Work to complete:
Return every entry below without altering a word.

Source records
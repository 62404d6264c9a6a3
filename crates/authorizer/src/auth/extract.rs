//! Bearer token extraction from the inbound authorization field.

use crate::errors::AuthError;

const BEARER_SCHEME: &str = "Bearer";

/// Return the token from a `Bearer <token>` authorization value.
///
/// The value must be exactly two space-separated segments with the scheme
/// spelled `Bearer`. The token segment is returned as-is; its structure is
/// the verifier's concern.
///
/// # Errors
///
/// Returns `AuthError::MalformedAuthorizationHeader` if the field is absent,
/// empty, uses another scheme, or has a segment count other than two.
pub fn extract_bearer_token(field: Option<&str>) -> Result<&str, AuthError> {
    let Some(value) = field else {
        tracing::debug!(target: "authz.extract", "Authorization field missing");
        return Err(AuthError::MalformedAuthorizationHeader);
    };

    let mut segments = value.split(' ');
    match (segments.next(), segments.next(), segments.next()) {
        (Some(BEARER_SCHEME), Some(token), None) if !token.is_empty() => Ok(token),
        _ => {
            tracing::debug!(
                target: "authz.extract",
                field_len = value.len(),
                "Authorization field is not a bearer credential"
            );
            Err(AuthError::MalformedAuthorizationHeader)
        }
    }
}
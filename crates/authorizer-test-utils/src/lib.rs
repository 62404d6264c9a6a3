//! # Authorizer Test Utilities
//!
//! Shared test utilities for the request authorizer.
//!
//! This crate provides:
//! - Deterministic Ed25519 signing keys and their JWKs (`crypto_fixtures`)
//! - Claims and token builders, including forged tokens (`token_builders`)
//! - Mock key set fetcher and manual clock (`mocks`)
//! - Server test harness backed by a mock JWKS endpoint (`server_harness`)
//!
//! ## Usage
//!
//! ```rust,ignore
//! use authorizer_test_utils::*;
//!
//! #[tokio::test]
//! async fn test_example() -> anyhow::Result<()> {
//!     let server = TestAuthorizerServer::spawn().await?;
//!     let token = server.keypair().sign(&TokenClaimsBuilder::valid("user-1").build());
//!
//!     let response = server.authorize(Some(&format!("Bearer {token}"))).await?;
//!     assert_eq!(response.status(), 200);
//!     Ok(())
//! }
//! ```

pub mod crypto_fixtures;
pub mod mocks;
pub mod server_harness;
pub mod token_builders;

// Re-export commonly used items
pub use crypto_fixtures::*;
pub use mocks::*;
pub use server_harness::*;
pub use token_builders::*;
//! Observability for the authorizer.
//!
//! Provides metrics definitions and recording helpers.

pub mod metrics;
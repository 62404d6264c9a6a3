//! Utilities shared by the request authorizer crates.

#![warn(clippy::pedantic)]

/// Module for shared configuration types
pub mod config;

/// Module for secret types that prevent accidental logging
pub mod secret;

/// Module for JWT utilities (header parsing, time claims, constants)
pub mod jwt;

Result of the exercise:
repository 62404d6264c9a6a3
filename crates/authorizer/src/auth/extract.rs
//! Bearer token extraction from the inbound authorization field.

use crate::errors::AuthError;

const BEARER_SCHEME: &str = "Bearer";

/// Return the token from a `Bearer <token>` authorization value.
///
/// The value must be exactly two space-separated segments with the scheme
/// spelled `Bearer`. The token segment is returned as-is; its structure is
/// the verifier's concern.
///
/// # Errors
///
/// Returns `AuthError::MalformedAuthorizationHeader` if the field is absent,
/// empty, uses another scheme, or has a segment count other than two.
pub fn extract_bearer_token(field: Option<&str>) -> Result<&str, AuthError> {
    let Some(value) = field else {
        tracing::debug!(target: "authz.extract", "Authorization field missing");
        return Err(AuthError::MalformedAuthorizationHeader);
    };

    let mut segments = value.split(' ');
    match (segments.next(), segments.next(), segments.next()) {
        (Some(BEARER_SCHEME), Some(token), None) if !token.is_empty() => Ok(token),
        _ => {
            tracing::debug!(
                target: "authz.extract",
                field_len = value.len(),
                "Authorization field is not a bearer credential"
            );
            Err(AuthError::MalformedAuthorizationHeader)
        }
    }
}
filename crates/authorizer-test-utils/src/lib.rs
repository 62404d6264c9a6a3
//! # Authorizer Test Utilities
//!
//! Shared test utilities for the request authorizer.
//!
//! This crate provides:
//! - Deterministic Ed25519 signing keys and their JWKs (`crypto_fixtures`)
//! - Claims and token builders, including forged tokens (`token_builders`)
//! - Mock key set fetcher and manual clock (`mocks`)
//! - Server test harness backed by a mock JWKS endpoint (`server_harness`)
//!
//! ## Usage
//!
//! ```rust,ignore
//! use authorizer_test_utils::*;
//!
//! #[tokio::test]
//! async fn test_example() -> anyhow::Result<()> {
//!     let server = TestAuthorizerServer::spawn().await?;
//!     let token = server.keypair().sign(&TokenClaimsBuilder::valid("user-1").build());
//!
//!     let response = server.authorize(Some(&format!("Bearer {token}"))).await?;
//!     assert_eq!(response.status(), 200);
//!     Ok(())
//! }
//! ```

pub mod crypto_fixtures;
pub mod mocks;
pub mod server_harness;
pub mod token_builders;

// Re-export commonly used items
pub use crypto_fixtures::*;
pub use mocks::*;
pub use server_harness::*;
pub use token_builders::*;
//! Observability for the authorizer.
//!
//! Provides metrics definitions and recording helpers.

pub mod metrics;
repository 62404d6264c9a6a3
//! Utilities shared by the request authorizer crates.

#![warn(clippy::pedantic)]

/// Module for shared configuration types
pub mod config;

/// Module for secret types that prevent accidental logging
pub mod secret;

/// Module for JWT utilities (header parsing, time claims, constants)
pub mod jwt;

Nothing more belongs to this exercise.